Pytorch Study Note 2

13 minute read

Prelude

Last article we talked about basic Tensor unit in PyTorch, the manipulation about it and a light tough on the implementation of linear regression in PyTorch architecture. If you missed the last section, you can review here. As the teaser image suggests, IT IS MATH TIME! Nothing really hard and theoretical, but some basic differentiation techniques will suffice. In this article, we will discuss some very important logics behinds PyTorch that makes it unique and become the favorite of many – the dynamic computation graph and auto gradient. Also, a demo of how to setup logistic regression in PyTorch in practice.

Table of Content

Computation Graph
Auto Gradient
Logistic Regression

Computation Graph

Previously, we have talked about tensors, and in machine learning, tensors operations will are error-prone and complicated to work with. Especially when you have a large deep neural net and each layer is a high-dimensional tensor, the interaction between them can be troublesome.

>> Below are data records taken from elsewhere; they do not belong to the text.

//! Repositories with failure injection
//!
//! Thin wrappers over the in-memory stores that can be told to fail a given
//! operation and that record what they were asked to do.

use std::sync::atomic::{AtomicBool, AtomicUsize, Ordering};
use std::sync::{Arc, Mutex};

use async_trait::async_trait;
use partner_db::memory::{MemoryRefreshTokenRepository, MemoryUserRepository};
use partner_db::{
    CreateUser, DbError, DbResult, NewRefreshToken, RefreshTokenRepository, UserRepository,
    UserRow,
};
use uuid::Uuid;

fn unavailable() -> DbError {
    DbError::Unavailable("injected failure".to_string())
}

/// User repository that records create requests
#[derive(Default, Clone)]
pub struct RecordingUserRepository {
    pub inner: Arc<MemoryUserRepository>,
    created: Arc<Mutex<Vec<CreateUser>>>,
    fail: Arc<AtomicBool>,
}

impl RecordingUserRepository {
    pub fn new() -> Self {
        Self::default()
    }

    /// Every create request seen so far
    pub fn created(&self) -> Vec<CreateUser> {
        self.created.lock().unwrap().clone()
    }

    #[allow(dead_code)]
    pub fn fail_all(&self, fail: bool) {
        self.fail.store(fail, Ordering::SeqCst);
    }

    fn check(&self) -> DbResult<()> {
        if self.fail.load(Ordering::SeqCst) {
            return Err(unavailable());
        }
        Ok(())
    }
}

#[async_trait]
impl UserRepository for RecordingUserRepository {
    async fn find_by_id(&self, id: Uuid) -> DbResult<Option<UserRow>> {
        self.check()?;
        self.inner.find_by_id(id).await
    }

    async fn find_by_email(&self, email: &str) -> DbResult<Option<UserRow>> {
        self.check()?;
        self.inner.find_by_email(email).await
    }

    async fn create_or_get(&self, user: CreateUser) -> DbResult<UserRow> {
        self.check()?;
        self.created.lock().unwrap().push(user.clone());
        self.inner.create_or_get(user).await
    }
}

/// Refresh token repository with switchable failures
#[derive(Default, Clone)]
pub struct FlakyRefreshTokenRepository {
    pub inner: Arc<MemoryRefreshTokenRepository>,
    fail_insert: Arc<AtomicBool>,
    fail_take: Arc<AtomicBool>,
    fail_delete: Arc<AtomicBool>,
    hang_insert: Arc<AtomicBool>,
    writes: Arc<AtomicUsize>,
}

impl FlakyRefreshTokenRepository {
    pub fn new() -> Self {
        Self::default()
    }

    pub fn fail_insert(&self, fail: bool) {
        self.fail_insert.store(fail, Ordering::SeqCst);
    }

    pub fn fail_take(&self, fail: bool) {
        self.fail_take.store(fail, Ordering::SeqCst);
    }

    pub fn fail_delete(&self, fail: bool) {
        self.fail_delete.store(fail, Ordering::SeqCst);
    }

    /// Make inserts never complete, so callers can be cancelled mid-call
    pub fn hang_insert(&self, hang: bool) {
        self.hang_insert.store(hang, Ordering::SeqCst);
    }

    /// Number of insert, delete, take and repoint calls that reached the store
    pub fn writes(&self) -> usize {
        self.writes.load(Ordering::SeqCst)
    }

    fn write(&self, flag: &AtomicBool) -> DbResult<()> {
        if flag.load(Ordering::SeqCst) {
            return Err(unavailable());
        }
        self.writes.fetch_add(1, Ordering::SeqCst);
        Ok(())
    }
}

#[async_trait]
impl RefreshTokenRepository for FlakyRefreshTokenRepository {
    async fn insert(&self, token: NewRefreshToken) -> DbResult<()> {
        if self.hang_insert.load(Ordering::SeqCst) {
            std::future::pending::<()>().await;
        }
        self.write(&self.fail_insert)?;
        self.inner.insert(token).await
    }

    async fn find_owner(&self, token_hash: &str) -> DbResult<Option<Uuid>> {
        self.inner.find_owner(token_hash).await
    }

    async fn delete(&self, token_hash: &str) -> DbResult<bool> {
        self.write(&self.fail_delete)?;
        self.inner.delete(token_hash).await
    }

    async fn take(&self, token_hash: &str) -> DbResult<Option<Uuid>> {
        self.write(&self.fail_take)?;
        self.inner.take(token_hash).await
    }

    async fn repoint(&self, token_hash: &str, user_id: Uuid) -> DbResult<()> {
        self.writes.fetch_add(1, Ordering::SeqCst);
        self.inner.repoint(token_hash, user_id).await
    }

    async fn delete_expired(&self) -> DbResult<u64> {
        self.inner.delete_expired().await
    }
}
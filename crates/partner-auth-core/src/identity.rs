//! Local identity resolution

use std::sync::Arc;

use partner_db::{CreateUser, DbError, UserRepository};
use partner_types::{User, UserId};
use uuid::Uuid;

/// Maps a federated email to a durable local user, creating one on first sight
pub struct IdentityResolver<U: UserRepository> {
    repo: Arc<U>,
}

impl<U: UserRepository> IdentityResolver<U> {
    pub fn new(repo: Arc<U>) -> Self {
        Self { repo }
    }

    pub async fn resolve_or_create(&self, email: &str, name: &str) -> Result<User, DbError> {
        if let Some(row) = self.repo.find_by_email(email).await? {
            return Ok(row.into());
        }

        let row = self
            .repo
            .create_or_get(CreateUser {
                id: Uuid::new_v4(),
                email: email.to_string(),
                name: name.to_string(),
            })
            .await?;
        tracing::info!(user_id = %row.id, "Resolved new user");
        Ok(row.into())
    }

    pub async fn find(&self, id: UserId) -> Result<Option<User>, DbError> {
        Ok(self.repo.find_by_id(id.0).await?.map(User::from))
    }
}
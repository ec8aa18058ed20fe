//! Configuration types for the session lifecycle

use std::time::Duration;

/// Google's public keys for Firebase ID tokens
pub const FIREBASE_JWKS_URL: &str =
    "https://www.googleapis.com/service_accounts/v1/jwk/securetoken@system.gserviceaccount.com";

/// Minimum signing secret length in bytes (256 bits)
pub const MIN_SECRET_LENGTH: usize = 32;

/// Longest accepted access or refresh token lifetime (10 years)
pub const MAX_TOKEN_TTL: Duration = Duration::from_secs(10 * 365 * 24 * 60 * 60);

/// Auth configuration
#[derive(Clone)]
pub struct AuthConfig {
    /// HS256 secret for access and refresh tokens
    pub signing_secret: String,
    /// Access token lifetime
    pub access_token_ttl: Duration,
    /// Refresh token lifetime (also the registry record TTL)
    pub refresh_token_ttl: Duration,
    /// Firebase project ID (issuer suffix and expected audience)
    pub firebase_project_id: String,
    /// Replaces the Google JWKS endpoint (tests, emulators)
    pub jwks_url_override: Option<String>,
    /// JWKS cache duration
    pub jwks_cache_duration: Duration,
    /// Fixed credentials accepted in non-production environments
    pub bypass: Option<BypassConfig>,
}

/// Bypass credentials
#[derive(Clone, PartialEq, Eq)]
pub struct BypassConfig {
    pub token: String,
    pub refresh_token: String,
}

impl BypassConfig {
    pub fn new(token: impl Into<String>, refresh_token: impl Into<String>) -> Self {
        Self {
            token: token.into(),
            refresh_token: refresh_token.into(),
        }
    }
}

impl std::fmt::Debug for BypassConfig {
    fn fmt(&self, f: &mut std::fmt::Formatter<'_>) -> std::fmt::Result {
        f.debug_struct("BypassConfig").finish_non_exhaustive()
    }
}

/// Errors raised while validating an [`AuthConfig`]
#[derive(Debug, Clone, PartialEq, Eq, thiserror::Error)]
pub enum AuthConfigError {
    #[error("signing secret too short: got {actual} bytes, need at least {minimum}")]
    SecretTooShort { actual: usize, minimum: usize },

    #[error("{0} must be greater than zero")]
    ZeroTtl(&'static str),

    #[error("{name} exceeds the maximum of {maximum:?}")]
    TtlTooLong {
        name: &'static str,
        maximum: Duration,
    },

    #[error("bypass tokens must not be empty")]
    EmptyBypassToken,

    #[error("bypass access and refresh tokens must differ")]
    BypassTokensIdentical,
}

impl AuthConfig {
    /// Create a config with default lifetimes, validating the secret
    pub fn try_new(
        signing_secret: impl Into<String>,
        firebase_project_id: impl Into<String>,
    ) -> Result<Self, AuthConfigError> {
        let config = Self {
            signing_secret: signing_secret.into(),
            access_token_ttl: Duration::from_secs(60 * 60), // 1 hour
            refresh_token_ttl: Duration::from_secs(7 * 24 * 60 * 60), // 7 days
            firebase_project_id: firebase_project_id.into(),
            jwks_url_override: None,
            jwks_cache_duration: Duration::from_secs(60 * 60),
            bypass: None,
        };
        config.validate()?;
        Ok(config)
    }

    /// Check the invariants the builder methods cannot enforce on their own
    pub fn validate(&self) -> Result<(), AuthConfigError> {
        if self.signing_secret.len() < MIN_SECRET_LENGTH {
            return Err(AuthConfigError::SecretTooShort {
                actual: self.signing_secret.len(),
                minimum: MIN_SECRET_LENGTH,
            });
        }
        check_ttl("access token TTL", self.access_token_ttl)?;
        check_ttl("refresh token TTL", self.refresh_token_ttl)?;
        if let Some(bypass) = &self.bypass {
            if bypass.token.is_empty() || bypass.refresh_token.is_empty() {
                return Err(AuthConfigError::EmptyBypassToken);
            }
            // Otherwise the refresh credential would also pass as a bearer token
            if bypass.token == bypass.refresh_token {
                return Err(AuthConfigError::BypassTokensIdentical);
            }
        }
        Ok(())
    }

    /// Expected `iss` of Firebase ID tokens
    pub fn firebase_issuer(&self) -> String {
        format!("https://securetoken.google.com/{}", self.firebase_project_id)
    }

    /// Get the JWKS URL
    pub fn jwks_url(&self) -> String {
        self.jwks_url_override
            .clone()
            .unwrap_or_else(|| FIREBASE_JWKS_URL.to_string())
    }

    pub fn with_access_token_ttl(mut self, ttl: Duration) -> Self {
        self.access_token_ttl = ttl;
        self
    }

    pub fn with_refresh_token_ttl(mut self, ttl: Duration) -> Self {
        self.refresh_token_ttl = ttl;
        self
    }

    /// Point the federated verifier at another JWKS endpoint
    pub fn with_jwks_url_override(mut self, url: impl Into<String>) -> Self {
        self.jwks_url_override = Some(url.into());
        self
    }

    /// Enable bypass mode
    pub fn with_bypass(mut self, bypass: BypassConfig) -> Self {
        self.bypass = Some(bypass);
        self
    }
}

fn check_ttl(name: &'static str, ttl: Duration) -> Result<(), AuthConfigError> {
    if ttl.is_zero() {
        return Err(AuthConfigError::ZeroTtl(name));
    }
    if ttl > MAX_TOKEN_TTL {
        return Err(AuthConfigError::TtlTooLong {
            name,
            maximum: MAX_TOKEN_TTL,
        });
    }
    Ok(())
}

impl std::fmt::Debug for AuthConfig {
    fn fmt(&self, f: &mut std::fmt::Formatter<'_>) -> std::fmt::Result {
        f.debug_struct("AuthConfig")
            .field("signing_secret_length", &self.signing_secret.len())
            .field("access_token_ttl", &self.access_token_ttl)
            .field("refresh_token_ttl", &self.refresh_token_ttl)
            .field("firebase_project_id", &self.firebase_project_id)
            .field("jwks_url_override", &self.jwks_url_override)
            .field("bypass_enabled", &self.bypass.is_some())
            .finish_non_exhaustive()
    }
}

Imagine you have a neural net need for forward propagation, you pass in the value can calculate the value propagation in a chain, you need to link them in a particular way such that the system can automate the process and output your current error; then when you back propagate the gradients and update weights, you reverse the direction of your forward propagation. This is like a ripple, which you hit with forward pass, and feedback with backward propagation. The path forward propagation and backward propagation is finite, just differ in terms of direction.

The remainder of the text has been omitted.